Saved data entries
========================================

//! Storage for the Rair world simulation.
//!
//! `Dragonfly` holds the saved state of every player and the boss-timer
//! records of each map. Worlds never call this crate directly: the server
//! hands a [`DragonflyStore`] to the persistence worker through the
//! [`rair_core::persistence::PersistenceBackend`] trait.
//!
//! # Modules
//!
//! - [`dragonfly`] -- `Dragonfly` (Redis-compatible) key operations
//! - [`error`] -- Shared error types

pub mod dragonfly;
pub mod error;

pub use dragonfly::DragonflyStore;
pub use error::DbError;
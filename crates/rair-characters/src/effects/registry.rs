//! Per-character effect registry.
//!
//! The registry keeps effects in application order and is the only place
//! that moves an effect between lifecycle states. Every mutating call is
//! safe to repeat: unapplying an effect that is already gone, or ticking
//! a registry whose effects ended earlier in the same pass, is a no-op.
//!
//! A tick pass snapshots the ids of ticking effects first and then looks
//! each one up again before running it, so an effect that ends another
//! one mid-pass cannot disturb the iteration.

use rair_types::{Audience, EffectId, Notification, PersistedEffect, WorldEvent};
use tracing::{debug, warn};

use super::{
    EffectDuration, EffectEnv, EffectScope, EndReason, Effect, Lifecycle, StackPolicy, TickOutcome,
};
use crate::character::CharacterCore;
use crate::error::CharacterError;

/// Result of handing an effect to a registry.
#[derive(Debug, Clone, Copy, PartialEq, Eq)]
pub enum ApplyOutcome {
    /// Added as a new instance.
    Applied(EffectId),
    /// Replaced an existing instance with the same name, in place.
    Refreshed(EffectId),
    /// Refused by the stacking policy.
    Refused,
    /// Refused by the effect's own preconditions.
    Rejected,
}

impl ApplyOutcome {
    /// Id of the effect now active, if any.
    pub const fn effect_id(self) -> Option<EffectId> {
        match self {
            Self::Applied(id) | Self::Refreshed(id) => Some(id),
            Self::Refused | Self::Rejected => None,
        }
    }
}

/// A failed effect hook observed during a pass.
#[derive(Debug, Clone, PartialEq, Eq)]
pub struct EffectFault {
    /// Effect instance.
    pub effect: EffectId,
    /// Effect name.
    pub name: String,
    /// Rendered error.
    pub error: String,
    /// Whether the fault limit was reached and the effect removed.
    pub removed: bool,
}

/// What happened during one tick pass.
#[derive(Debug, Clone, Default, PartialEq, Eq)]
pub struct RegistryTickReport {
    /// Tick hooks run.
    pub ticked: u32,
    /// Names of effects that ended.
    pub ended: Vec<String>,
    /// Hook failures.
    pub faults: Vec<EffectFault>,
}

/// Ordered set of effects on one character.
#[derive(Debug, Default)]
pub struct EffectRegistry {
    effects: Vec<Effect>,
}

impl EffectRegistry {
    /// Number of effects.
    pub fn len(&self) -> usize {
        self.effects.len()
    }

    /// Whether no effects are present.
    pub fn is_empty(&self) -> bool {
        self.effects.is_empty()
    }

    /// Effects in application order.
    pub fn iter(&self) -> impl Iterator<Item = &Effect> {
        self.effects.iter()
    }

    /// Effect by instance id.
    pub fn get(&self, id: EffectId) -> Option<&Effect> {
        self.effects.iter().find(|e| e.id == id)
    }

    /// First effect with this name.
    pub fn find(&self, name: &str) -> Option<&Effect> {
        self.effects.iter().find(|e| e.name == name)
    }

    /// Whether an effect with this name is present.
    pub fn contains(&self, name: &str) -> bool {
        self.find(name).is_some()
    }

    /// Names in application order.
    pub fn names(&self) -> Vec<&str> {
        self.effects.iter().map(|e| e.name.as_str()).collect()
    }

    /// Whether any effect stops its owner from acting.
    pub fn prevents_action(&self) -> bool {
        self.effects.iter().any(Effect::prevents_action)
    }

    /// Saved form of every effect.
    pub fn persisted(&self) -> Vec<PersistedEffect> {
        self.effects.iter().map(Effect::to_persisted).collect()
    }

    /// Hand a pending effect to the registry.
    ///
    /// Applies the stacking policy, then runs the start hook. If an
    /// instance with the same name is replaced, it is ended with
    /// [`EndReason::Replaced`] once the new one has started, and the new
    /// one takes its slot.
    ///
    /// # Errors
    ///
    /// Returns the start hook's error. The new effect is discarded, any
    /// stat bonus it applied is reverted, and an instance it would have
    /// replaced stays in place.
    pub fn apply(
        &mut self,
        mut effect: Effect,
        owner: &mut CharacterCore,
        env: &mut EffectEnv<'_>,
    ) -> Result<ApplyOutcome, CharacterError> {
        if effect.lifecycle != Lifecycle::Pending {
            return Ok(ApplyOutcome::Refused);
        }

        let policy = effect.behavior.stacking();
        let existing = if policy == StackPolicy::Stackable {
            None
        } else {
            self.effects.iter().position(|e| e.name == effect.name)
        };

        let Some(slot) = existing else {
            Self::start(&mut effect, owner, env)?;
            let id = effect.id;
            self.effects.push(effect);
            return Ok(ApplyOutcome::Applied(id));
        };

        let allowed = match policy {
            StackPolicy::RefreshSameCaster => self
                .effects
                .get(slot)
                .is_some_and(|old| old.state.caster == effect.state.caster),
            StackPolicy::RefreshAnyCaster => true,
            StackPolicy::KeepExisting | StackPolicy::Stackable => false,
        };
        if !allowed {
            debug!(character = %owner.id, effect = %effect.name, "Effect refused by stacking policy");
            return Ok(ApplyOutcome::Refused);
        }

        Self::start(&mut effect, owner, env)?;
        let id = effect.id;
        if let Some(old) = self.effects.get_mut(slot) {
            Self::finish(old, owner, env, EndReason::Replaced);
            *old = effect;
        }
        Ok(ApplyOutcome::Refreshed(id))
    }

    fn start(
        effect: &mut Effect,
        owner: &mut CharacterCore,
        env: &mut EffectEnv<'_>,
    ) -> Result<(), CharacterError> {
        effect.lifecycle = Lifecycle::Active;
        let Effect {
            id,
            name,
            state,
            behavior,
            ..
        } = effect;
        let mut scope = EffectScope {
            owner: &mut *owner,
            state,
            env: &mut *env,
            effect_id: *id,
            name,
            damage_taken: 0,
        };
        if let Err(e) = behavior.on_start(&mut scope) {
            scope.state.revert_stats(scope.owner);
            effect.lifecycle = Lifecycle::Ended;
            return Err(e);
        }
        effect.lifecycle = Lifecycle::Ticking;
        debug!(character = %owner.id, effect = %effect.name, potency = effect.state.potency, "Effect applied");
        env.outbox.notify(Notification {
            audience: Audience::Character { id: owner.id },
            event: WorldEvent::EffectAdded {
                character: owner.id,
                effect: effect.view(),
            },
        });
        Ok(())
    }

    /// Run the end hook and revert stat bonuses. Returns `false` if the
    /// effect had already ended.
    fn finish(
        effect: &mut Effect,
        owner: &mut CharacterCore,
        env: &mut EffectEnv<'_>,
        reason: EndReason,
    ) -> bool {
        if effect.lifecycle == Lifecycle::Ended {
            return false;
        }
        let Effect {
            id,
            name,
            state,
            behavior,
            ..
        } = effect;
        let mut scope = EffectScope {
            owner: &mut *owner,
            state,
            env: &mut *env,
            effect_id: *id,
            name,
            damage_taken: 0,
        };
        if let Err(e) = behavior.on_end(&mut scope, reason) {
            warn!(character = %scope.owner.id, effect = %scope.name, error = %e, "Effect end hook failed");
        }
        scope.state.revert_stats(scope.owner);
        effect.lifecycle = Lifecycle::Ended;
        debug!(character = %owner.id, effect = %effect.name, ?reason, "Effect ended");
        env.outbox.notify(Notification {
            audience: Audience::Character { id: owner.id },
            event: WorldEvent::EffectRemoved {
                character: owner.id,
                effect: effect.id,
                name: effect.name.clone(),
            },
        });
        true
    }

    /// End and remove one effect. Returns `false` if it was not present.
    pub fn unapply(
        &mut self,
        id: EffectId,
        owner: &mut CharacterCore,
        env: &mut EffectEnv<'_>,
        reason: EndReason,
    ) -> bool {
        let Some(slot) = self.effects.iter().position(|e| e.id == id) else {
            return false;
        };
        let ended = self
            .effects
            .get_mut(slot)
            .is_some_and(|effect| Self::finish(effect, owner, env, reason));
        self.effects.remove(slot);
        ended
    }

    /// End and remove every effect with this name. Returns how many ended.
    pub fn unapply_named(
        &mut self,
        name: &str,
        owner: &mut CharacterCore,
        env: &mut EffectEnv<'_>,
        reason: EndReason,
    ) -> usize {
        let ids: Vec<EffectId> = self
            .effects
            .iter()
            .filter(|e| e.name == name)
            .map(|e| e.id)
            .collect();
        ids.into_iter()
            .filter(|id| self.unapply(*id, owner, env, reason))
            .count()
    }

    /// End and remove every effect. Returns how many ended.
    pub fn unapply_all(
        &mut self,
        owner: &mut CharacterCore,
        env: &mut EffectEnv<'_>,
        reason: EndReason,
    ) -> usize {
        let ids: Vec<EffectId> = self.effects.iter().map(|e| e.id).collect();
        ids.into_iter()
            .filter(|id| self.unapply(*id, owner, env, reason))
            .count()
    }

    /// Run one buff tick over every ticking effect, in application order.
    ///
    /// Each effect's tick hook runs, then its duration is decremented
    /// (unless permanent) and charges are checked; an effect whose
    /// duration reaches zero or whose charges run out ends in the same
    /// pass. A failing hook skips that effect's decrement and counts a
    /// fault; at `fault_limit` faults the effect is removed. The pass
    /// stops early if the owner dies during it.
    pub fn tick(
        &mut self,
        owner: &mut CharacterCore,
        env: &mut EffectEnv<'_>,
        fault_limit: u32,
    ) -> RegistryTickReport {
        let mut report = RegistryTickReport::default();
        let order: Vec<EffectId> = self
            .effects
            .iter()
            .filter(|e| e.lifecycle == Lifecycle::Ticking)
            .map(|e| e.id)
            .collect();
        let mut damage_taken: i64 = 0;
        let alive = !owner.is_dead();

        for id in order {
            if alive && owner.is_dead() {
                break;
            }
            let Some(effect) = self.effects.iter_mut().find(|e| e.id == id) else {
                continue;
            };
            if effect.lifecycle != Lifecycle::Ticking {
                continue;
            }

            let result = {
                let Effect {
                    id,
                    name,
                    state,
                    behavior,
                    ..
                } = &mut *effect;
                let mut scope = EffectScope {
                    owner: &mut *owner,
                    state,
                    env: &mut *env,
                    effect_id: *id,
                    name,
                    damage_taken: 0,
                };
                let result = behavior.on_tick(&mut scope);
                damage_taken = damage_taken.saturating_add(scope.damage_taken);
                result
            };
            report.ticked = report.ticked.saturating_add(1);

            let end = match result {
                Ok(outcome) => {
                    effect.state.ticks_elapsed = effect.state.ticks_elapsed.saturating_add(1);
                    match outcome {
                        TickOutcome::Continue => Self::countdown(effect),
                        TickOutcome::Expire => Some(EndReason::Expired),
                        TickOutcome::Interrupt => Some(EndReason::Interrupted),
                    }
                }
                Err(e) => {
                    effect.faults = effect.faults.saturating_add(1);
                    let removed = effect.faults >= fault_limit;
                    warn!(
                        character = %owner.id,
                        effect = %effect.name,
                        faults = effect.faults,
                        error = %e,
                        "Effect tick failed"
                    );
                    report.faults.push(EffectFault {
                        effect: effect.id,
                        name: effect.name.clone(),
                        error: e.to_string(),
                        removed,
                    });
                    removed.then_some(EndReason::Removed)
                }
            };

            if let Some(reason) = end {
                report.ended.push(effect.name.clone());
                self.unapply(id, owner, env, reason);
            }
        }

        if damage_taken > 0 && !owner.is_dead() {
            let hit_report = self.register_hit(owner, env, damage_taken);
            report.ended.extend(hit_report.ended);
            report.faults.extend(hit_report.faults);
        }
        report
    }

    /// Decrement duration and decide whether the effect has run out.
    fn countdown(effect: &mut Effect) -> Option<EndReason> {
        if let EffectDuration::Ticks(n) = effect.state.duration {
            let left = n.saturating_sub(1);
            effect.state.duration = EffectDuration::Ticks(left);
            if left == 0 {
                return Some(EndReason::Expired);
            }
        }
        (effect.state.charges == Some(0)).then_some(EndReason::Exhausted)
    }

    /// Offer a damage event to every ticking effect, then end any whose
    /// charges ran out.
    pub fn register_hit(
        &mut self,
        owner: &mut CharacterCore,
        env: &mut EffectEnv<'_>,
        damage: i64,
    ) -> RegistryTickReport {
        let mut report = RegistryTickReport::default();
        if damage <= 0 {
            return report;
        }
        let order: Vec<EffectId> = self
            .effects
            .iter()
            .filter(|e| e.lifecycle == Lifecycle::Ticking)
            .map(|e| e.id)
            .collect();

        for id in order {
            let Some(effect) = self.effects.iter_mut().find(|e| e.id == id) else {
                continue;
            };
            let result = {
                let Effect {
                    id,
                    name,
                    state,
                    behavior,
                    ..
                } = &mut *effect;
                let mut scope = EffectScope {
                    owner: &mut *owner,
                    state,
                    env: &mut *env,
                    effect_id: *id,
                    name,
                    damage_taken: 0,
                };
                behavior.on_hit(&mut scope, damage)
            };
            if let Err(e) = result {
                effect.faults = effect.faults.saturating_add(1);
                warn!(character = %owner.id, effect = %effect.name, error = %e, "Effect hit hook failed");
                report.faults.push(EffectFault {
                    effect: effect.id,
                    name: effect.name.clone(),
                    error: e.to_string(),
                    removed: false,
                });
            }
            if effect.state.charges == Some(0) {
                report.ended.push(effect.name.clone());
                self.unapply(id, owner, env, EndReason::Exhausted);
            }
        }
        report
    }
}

========================================

* PROBLEM
Take each line above that contains "PartialEq" and copy it out.

* EXERCISE RESPONSE
#[derive(Debug, Clone, Copy, PartialEq, Eq)]
#[derive(Debug, Clone, PartialEq, Eq)]
#[derive(Debug, Clone, Default, PartialEq, Eq)]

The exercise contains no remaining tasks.